→ **Description of the task**:
The answer should match the records character for character.

===== Data shown

//! Retry policy for transient store failures

use std::time::Duration;

use rand::Rng;
use serde::{Deserialize, Serialize};

/// Exponential backoff with jitter
///
/// ```
/// use phoenix_core::RetryPolicy;
/// use std::time::Duration;
///
/// let policy = RetryPolicy::exponential()
///     .with_max_attempts(5)
///     .with_initial_interval(Duration::from_millis(50));
///
/// assert_eq!(policy.delay_for_attempt(1), Duration::ZERO);
/// assert!(policy.has_attempts_remaining(4));
/// ```
#[derive(Debug, Clone, Serialize, Deserialize, PartialEq)]
pub struct RetryPolicy {
    /// Maximum number of attempts, including the first
    pub max_attempts: u32,

    #[serde(with = "duration_millis")]
    pub initial_interval: Duration,

    #[serde(with = "duration_millis")]
    pub max_interval: Duration,

    pub backoff_coefficient: f64,

    /// Jitter factor (0.0-1.0); 0.1 means ±10%
    pub jitter: f64,
}

impl Default for RetryPolicy {
    fn default() -> Self {
        Self::exponential()
    }
}

impl RetryPolicy {
    /// 3 attempts, 100ms initial, 2s max, 2x backoff, 10% jitter
    pub fn exponential() -> Self {
        Self {
            max_attempts: 3,
            initial_interval: Duration::from_millis(100),
            max_interval: Duration::from_secs(2),
            backoff_coefficient: 2.0,
            jitter: 0.1,
        }
    }

    /// Single attempt
    pub fn no_retry() -> Self {
        Self {
            max_attempts: 1,
            initial_interval: Duration::ZERO,
            max_interval: Duration::ZERO,
            backoff_coefficient: 1.0,
            jitter: 0.0,
        }
    }

    pub fn with_max_attempts(mut self, max_attempts: u32) -> Self {
        self.max_attempts = max_attempts.max(1);
        self
    }

    pub fn with_initial_interval(mut self, interval: Duration) -> Self {
        self.initial_interval = interval;
        self
    }

    pub fn with_max_interval(mut self, interval: Duration) -> Self {
        self.max_interval = interval;
        self
    }

    pub fn with_jitter(mut self, jitter: f64) -> Self {
        self.jitter = jitter.clamp(0.0, 1.0);
        self
    }

    /// Delay to wait before the given attempt (1-based)
    pub fn delay_for_attempt(&self, attempt: u32) -> Duration {
        if attempt <= 1 {
            return Duration::ZERO;
        }

        let retry_num = attempt - 1;
        let base = self.initial_interval.as_secs_f64()
            * self.backoff_coefficient.powi(retry_num as i32 - 1);
        let capped = base.min(self.max_interval.as_secs_f64());

        let jittered = if self.jitter > 0.0 && capped > 0.0 {
            let jitter_range = capped * self.jitter;
            let offset = rand::thread_rng().gen_range(-jitter_range..jitter_range);
            (capped + offset).max(0.0)
        } else {
            capped
        };

        Duration::from_secs_f64(jittered)
    }

    pub fn has_attempts_remaining(&self, current_attempt: u32) -> bool {
        current_attempt < self.max_attempts
    }
}

mod duration_millis {
    use serde::{Deserialize, Deserializer, Serialize, Serializer};
    use std::time::Duration;

    pub fn serialize<S>(duration: &Duration, serializer: S) -> Result<S::Ok, S::Error>
    where
        S: Serializer,
    {
        (duration.as_millis() as u64).serialize(serializer)
    }

    pub fn deserialize<'de, D>(deserializer: D) -> Result<Duration, D::Error>
    where
        D: Deserializer<'de>,
    {
        Ok(Duration::from_millis(u64::deserialize(deserializer)?))
    }
}

#[cfg(test)]
mod tests {
    use super::*;

    #[test]
    fn test_delays_grow_and_cap() {
        let policy = RetryPolicy::exponential()
            .with_max_attempts(10)
            .with_jitter(0.0);

        assert_eq!(policy.delay_for_attempt(1), Duration::ZERO);
        assert_eq!(policy.delay_for_attempt(2), Duration::from_millis(100));
        assert_eq!(policy.delay_for_attempt(3), Duration::from_millis(200));
        assert_eq!(policy.delay_for_attempt(4), Duration::from_millis(400));
        assert_eq!(policy.delay_for_attempt(9), Duration::from_secs(2));
    }

    #[test]
    fn test_jitter_stays_in_range() {
        let policy = RetryPolicy::exponential().with_jitter(0.5);
        for _ in 0..100 {
            let delay = policy.delay_for_attempt(2);
            assert!(delay >= Duration::from_millis(50));
            assert!(delay <= Duration::from_millis(150));
        }
    }

    #[test]
    fn test_attempts_remaining() {
        let policy = RetryPolicy::exponential();
        assert!(policy.has_attempts_remaining(1));
        assert!(policy.has_attempts_remaining(2));
        assert!(!policy.has_attempts_remaining(3));
        assert!(!RetryPolicy::no_retry().has_attempts_remaining(1));
    }

    #[test]
    fn test_serde_uses_millis() {
        let json = serde_json::to_value(RetryPolicy::exponential()).unwrap();
        assert_eq!(json["initial_interval"], 100);
        assert_eq!(json["max_interval"], 2000);
    }
}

==========

→ **Solution to this problem**:
//! Retry policy for transient store failures

use std::time::Duration;

use rand::Rng;
use serde::{Deserialize, Serialize};

/// Exponential backoff with jitter
///
/// ```
/// use phoenix_core::RetryPolicy;
/// use std::time::Duration;
///
/// let policy = RetryPolicy::exponential()
///     .with_max_attempts(5)
///     .with_initial_interval(Duration::from_millis(50));
///
/// assert_eq!(policy.delay_for_attempt(1), Duration::ZERO);
/// assert!(policy.has_attempts_remaining(4));
/// ```
#[derive(Debug, Clone, Serialize, Deserialize, PartialEq)]
pub struct RetryPolicy {
    /// Maximum number of attempts, including the first
    pub max_attempts: u32,

    #[serde(with = "duration_millis")]
    pub initial_interval: Duration,

    #[serde(with = "duration_millis")]
    pub max_interval: Duration,

    pub backoff_coefficient: f64,

    /// Jitter factor (0.0-1.0); 0.1 means ±10%
    pub jitter: f64,
}

impl Default for RetryPolicy {
    fn default() -> Self {
        Self::exponential()
    }
}

impl RetryPolicy {
    /// 3 attempts, 100ms initial, 2s max, 2x backoff, 10% jitter
    pub fn exponential() -> Self {
        Self {
            max_attempts: 3,
            initial_interval: Duration::from_millis(100),
            max_interval: Duration::from_secs(2),
            backoff_coefficient: 2.0,
            jitter: 0.1,
        }
    }

    /// Single attempt
    pub fn no_retry() -> Self {
        Self {
            max_attempts: 1,
            initial_interval: Duration::ZERO,
            max_interval: Duration::ZERO,
            backoff_coefficient: 1.0,
            jitter: 0.0,
        }
    }

    pub fn with_max_attempts(mut self, max_attempts: u32) -> Self {
        self.max_attempts = max_attempts.max(1);
        self
    }

    pub fn with_initial_interval(mut self, interval: Duration) -> Self {
        self.initial_interval = interval;
        self
    }

    pub fn with_max_interval(mut self, interval: Duration) -> Self {
        self.max_interval = interval;
        self
    }

    pub fn with_jitter(mut self, jitter: f64) -> Self {
        self.jitter = jitter.clamp(0.0, 1.0);
        self
    }

    /// Delay to wait before the given attempt (1-based)
    pub fn delay_for_attempt(&self, attempt: u32) -> Duration {
        if attempt <= 1 {
            return Duration::ZERO;
        }

        let retry_num = attempt - 1;
        let base = self.initial_interval.as_secs_f64()
            * self.backoff_coefficient.powi(retry_num as i32 - 1);
        let capped = base.min(self.max_interval.as_secs_f64());

        let jittered = if self.jitter > 0.0 && capped > 0.0 {
            let jitter_range = capped * self.jitter;
            let offset = rand::thread_rng().gen_range(-jitter_range..jitter_range);
            (capped + offset).max(0.0)
        } else {
            capped
        };

        Duration::from_secs_f64(jittered)
    }

    pub fn has_attempts_remaining(&self, current_attempt: u32) -> bool {
        current_attempt < self.max_attempts
    }
}

mod duration_millis {
    use serde::{Deserialize, Deserializer, Serialize, Serializer};
    use std::time::Duration;

    pub fn serialize<S>(duration: &Duration, serializer: S) -> Result<S::Ok, S::Error>
    where
        S: Serializer,
    {
        (duration.as_millis() as u64).serialize(serializer)
    }

    pub fn deserialize<'de, D>(deserializer: D) -> Result<Duration, D::Error>
    where
        D: Deserializer<'de>,
    {
        Ok(Duration::from_millis(u64::deserialize(deserializer)?))
    }
}

#[cfg(test)]
mod tests {
    use super::*;

    #[test]
    fn test_delays_grow_and_cap() {
        let policy = RetryPolicy::exponential()
            .with_max_attempts(10)
            .with_jitter(0.0);

        assert_eq!(policy.delay_for_attempt(1), Duration::ZERO);
        assert_eq!(policy.delay_for_attempt(2), Duration::from_millis(100));
        assert_eq!(policy.delay_for_attempt(3), Duration::from_millis(200));
        assert_eq!(policy.delay_for_attempt(4), Duration::from_millis(400));
        assert_eq!(policy.delay_for_attempt(9), Duration::from_secs(2));
    }

    #[test]
    fn test_jitter_stays_in_range() {
        let policy = RetryPolicy::exponential().with_jitter(0.5);
        for _ in 0..100 {
            let delay = policy.delay_for_attempt(2);
            assert!(delay >= Duration::from_millis(50));
            assert!(delay <= Duration::from_millis(150));
        }
    }

    #[test]
    fn test_attempts_remaining() {
        let policy = RetryPolicy::exponential();
        assert!(policy.has_attempts_remaining(1));
        assert!(policy.has_attempts_remaining(2));
        assert!(!policy.has_attempts_remaining(3));
        assert!(!RetryPolicy::no_retry().has_attempts_remaining(1));
    }

    #[test]
    fn test_serde_uses_millis() {
        let json = serde_json::to_value(RetryPolicy::exponential()).unwrap();
        assert_eq!(json["initial_interval"], 100);
        assert_eq!(json["max_interval"], 2000);
    }
}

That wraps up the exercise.